■ **Exercise objective**: Spot each line in the records below where the word "SessionNonce" occurs, then copy it.

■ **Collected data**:
────

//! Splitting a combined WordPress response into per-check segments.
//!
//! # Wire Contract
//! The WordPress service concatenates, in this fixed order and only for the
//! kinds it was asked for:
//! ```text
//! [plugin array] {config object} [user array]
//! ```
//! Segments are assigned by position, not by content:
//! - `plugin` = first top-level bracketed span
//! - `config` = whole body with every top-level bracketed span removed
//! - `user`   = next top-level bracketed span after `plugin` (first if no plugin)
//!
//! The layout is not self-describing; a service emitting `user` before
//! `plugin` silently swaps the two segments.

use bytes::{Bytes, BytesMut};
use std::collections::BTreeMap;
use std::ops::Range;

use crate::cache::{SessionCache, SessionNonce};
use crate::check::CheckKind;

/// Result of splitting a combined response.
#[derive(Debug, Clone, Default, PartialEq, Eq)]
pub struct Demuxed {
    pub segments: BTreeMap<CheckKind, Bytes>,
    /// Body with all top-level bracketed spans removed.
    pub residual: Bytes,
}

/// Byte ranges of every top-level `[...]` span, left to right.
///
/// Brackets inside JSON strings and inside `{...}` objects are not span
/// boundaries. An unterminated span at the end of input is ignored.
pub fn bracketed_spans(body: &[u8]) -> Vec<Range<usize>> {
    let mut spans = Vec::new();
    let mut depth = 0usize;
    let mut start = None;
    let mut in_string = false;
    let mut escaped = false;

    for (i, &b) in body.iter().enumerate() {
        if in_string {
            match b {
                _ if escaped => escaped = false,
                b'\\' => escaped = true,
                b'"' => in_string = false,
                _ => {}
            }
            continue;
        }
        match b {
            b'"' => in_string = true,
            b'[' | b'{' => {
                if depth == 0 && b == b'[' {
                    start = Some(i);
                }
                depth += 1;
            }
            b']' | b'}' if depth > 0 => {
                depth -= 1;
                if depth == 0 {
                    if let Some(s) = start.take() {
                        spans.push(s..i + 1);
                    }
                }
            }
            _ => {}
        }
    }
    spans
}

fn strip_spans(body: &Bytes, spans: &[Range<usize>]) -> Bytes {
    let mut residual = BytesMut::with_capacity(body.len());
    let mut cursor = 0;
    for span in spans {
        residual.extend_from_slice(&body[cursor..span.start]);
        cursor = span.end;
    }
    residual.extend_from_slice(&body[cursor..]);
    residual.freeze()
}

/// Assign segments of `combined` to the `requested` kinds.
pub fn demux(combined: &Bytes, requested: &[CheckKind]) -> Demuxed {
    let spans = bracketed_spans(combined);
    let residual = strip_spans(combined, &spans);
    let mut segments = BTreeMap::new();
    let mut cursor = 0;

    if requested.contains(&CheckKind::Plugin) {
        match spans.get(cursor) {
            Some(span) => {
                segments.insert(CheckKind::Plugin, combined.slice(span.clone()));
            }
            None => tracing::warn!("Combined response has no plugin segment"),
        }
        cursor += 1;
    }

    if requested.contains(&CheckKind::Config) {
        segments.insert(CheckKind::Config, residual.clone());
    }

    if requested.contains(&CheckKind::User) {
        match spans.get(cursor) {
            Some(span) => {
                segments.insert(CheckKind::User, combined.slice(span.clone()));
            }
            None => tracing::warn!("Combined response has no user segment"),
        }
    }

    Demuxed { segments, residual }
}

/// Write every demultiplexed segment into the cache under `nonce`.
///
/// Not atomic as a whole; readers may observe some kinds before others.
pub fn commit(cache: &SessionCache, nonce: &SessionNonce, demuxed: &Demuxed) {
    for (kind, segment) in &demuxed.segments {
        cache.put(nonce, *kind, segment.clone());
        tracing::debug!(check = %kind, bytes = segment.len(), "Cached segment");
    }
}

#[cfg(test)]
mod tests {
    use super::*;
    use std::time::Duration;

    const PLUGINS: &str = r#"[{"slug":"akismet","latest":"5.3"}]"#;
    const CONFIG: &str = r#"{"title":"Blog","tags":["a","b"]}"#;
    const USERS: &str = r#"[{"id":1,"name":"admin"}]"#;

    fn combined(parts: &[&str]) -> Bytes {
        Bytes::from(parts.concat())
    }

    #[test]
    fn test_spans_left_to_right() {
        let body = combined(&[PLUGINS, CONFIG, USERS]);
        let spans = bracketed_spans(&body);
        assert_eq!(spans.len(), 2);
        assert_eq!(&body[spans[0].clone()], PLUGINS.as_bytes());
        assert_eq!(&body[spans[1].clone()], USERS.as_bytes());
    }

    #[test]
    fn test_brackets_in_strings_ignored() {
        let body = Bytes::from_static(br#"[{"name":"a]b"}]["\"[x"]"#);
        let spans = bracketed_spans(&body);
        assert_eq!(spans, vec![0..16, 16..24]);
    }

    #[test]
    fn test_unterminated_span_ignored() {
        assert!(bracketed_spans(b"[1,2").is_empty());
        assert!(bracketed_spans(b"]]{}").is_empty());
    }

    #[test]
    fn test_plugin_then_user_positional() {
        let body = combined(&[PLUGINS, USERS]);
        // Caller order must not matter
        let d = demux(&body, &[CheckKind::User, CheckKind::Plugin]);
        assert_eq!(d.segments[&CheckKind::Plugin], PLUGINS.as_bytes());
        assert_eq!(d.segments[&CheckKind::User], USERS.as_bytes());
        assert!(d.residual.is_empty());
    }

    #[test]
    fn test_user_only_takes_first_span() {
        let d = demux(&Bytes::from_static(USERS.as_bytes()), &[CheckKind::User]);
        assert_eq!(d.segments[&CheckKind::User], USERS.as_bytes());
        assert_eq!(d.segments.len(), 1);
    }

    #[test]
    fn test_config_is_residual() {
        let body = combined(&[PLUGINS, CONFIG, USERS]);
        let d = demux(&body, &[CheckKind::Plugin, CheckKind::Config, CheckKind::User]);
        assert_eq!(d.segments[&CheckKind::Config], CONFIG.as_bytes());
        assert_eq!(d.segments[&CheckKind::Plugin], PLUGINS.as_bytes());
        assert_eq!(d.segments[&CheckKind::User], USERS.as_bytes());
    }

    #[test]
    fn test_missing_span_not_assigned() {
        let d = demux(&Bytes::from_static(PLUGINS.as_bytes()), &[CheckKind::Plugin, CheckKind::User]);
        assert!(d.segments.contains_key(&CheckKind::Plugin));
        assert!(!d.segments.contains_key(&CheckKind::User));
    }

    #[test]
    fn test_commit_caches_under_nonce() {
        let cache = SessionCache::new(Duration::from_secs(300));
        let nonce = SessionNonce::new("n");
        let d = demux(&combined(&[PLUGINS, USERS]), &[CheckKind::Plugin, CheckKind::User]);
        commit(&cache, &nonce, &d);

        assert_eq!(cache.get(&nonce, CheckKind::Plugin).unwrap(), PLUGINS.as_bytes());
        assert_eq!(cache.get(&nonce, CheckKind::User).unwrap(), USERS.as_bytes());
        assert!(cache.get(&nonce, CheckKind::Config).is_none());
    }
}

────

■ **Response box**:
use crate::cache::{SessionCache, SessionNonce};
pub fn commit(cache: &SessionCache, nonce: &SessionNonce, demuxed: &Demuxed) {
        let nonce = SessionNonce::new("n");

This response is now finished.